## Aim of the task
Each line that contains "Language" needs to be copied from the listing.

=== Section Start ===

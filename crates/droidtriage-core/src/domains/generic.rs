//! Last-resort rules for text no specific domain recognises.

use crate::diagnosis::{DiagnosisType, Domain, Language};
use crate::error::Result;
use crate::extract::MetadataBuilder;
use crate::rules::{DomainRuleSet, Extraction, MatchRule, RuleMatch};

pub fn rule_set() -> Result<DomainRuleSet> {
    let rules = vec![
        MatchRule::new(
            "generic.exception_class",
            10,
            DiagnosisType::Unknown,
            r"(?-i:\b(?P<cls>(?:[a-z_$][\w$]*\.)*[A-Z][\w$]*(?:Exception|Error))\b)",
            exception_class,
        )?,
        MatchRule::new(
            "generic.error_keyword",
            20,
            DiagnosisType::Unknown,
            r"\b(?:error|failed|failure|fatal)\b",
            keyword_only,
        )?,
    ];
    DomainRuleSet::new(Domain::Generic, Language::Unknown, None, rules)
}

fn exception_class(m: &RuleMatch<'_>) -> Extraction {
    Extraction::with_metadata(
        MetadataBuilder::new()
            .opt_str("exceptionClass", m.named("cls"))
            .build(),
    )
}

fn keyword_only(_: &RuleMatch<'_>) -> Extraction {
    Extraction::default()
}

#[cfg(test)]
mod tests {
    use super::*;
    use crate::diagnosis::Diagnosis;
    use crate::extract::Locator;
    use crate::knowledge::KnowledgeTables;

    fn classify(text: &str) -> Option<Diagnosis> {
        let set = rule_set().expect("generic rules compile");
        let locator = Locator::new().expect("locator");
        set.evaluate(text, &KnowledgeTables::default(), &locator)
            .map(|(d, _)| d)
    }

    #[test]
    fn test_exception_class_and_user_frame() {
        let trace = "FATAL EXCEPTION: main\n\
            java.lang.NullPointerException: Attempt to invoke virtual method on a null object reference\n\
            \tat com.example.app.ProfileFragment.onViewCreated(ProfileFragment.java:57)\n\
            \tat androidx.fragment.app.Fragment.performViewCreated(Fragment.java:3128)";
        let diag = classify(trace).expect("match");
        assert_eq!(diag.kind, DiagnosisType::Unknown);
        assert_eq!(
            diag.metadata_str("exceptionClass"),
            Some("java.lang.NullPointerException")
        );
        assert_eq!(diag.file_path, "ProfileFragment.java");
        assert_eq!(diag.line, 57);
        assert_eq!(diag.language, Language::Java);
        assert_eq!(diag.framework, None);
    }

    #[test]
    fn test_error_keyword_without_class() {
        let diag = classify("BUILD FAILED in 3s").expect("match");
        assert_eq!(diag.kind, DiagnosisType::Unknown);
        assert!(diag.metadata.is_empty());
        assert_eq!(diag.file_path, "unknown");
        assert_eq!(diag.language, Language::Unknown);
        assert_eq!(diag.message, "BUILD FAILED in 3s");
    }

    #[test]
    fn test_plain_text_is_not_classified() {
        assert!(classify("Everything compiled fine").is_none());
        assert!(classify("errors are summarised below").is_none());
    }
}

=== Section End ===

## Output
use crate::diagnosis::{DiagnosisType, Domain, Language};
    DomainRuleSet::new(Domain::Generic, Language::Unknown, None, rules)
        assert_eq!(diag.language, Language::Java);
        assert_eq!(diag.language, Language::Unknown);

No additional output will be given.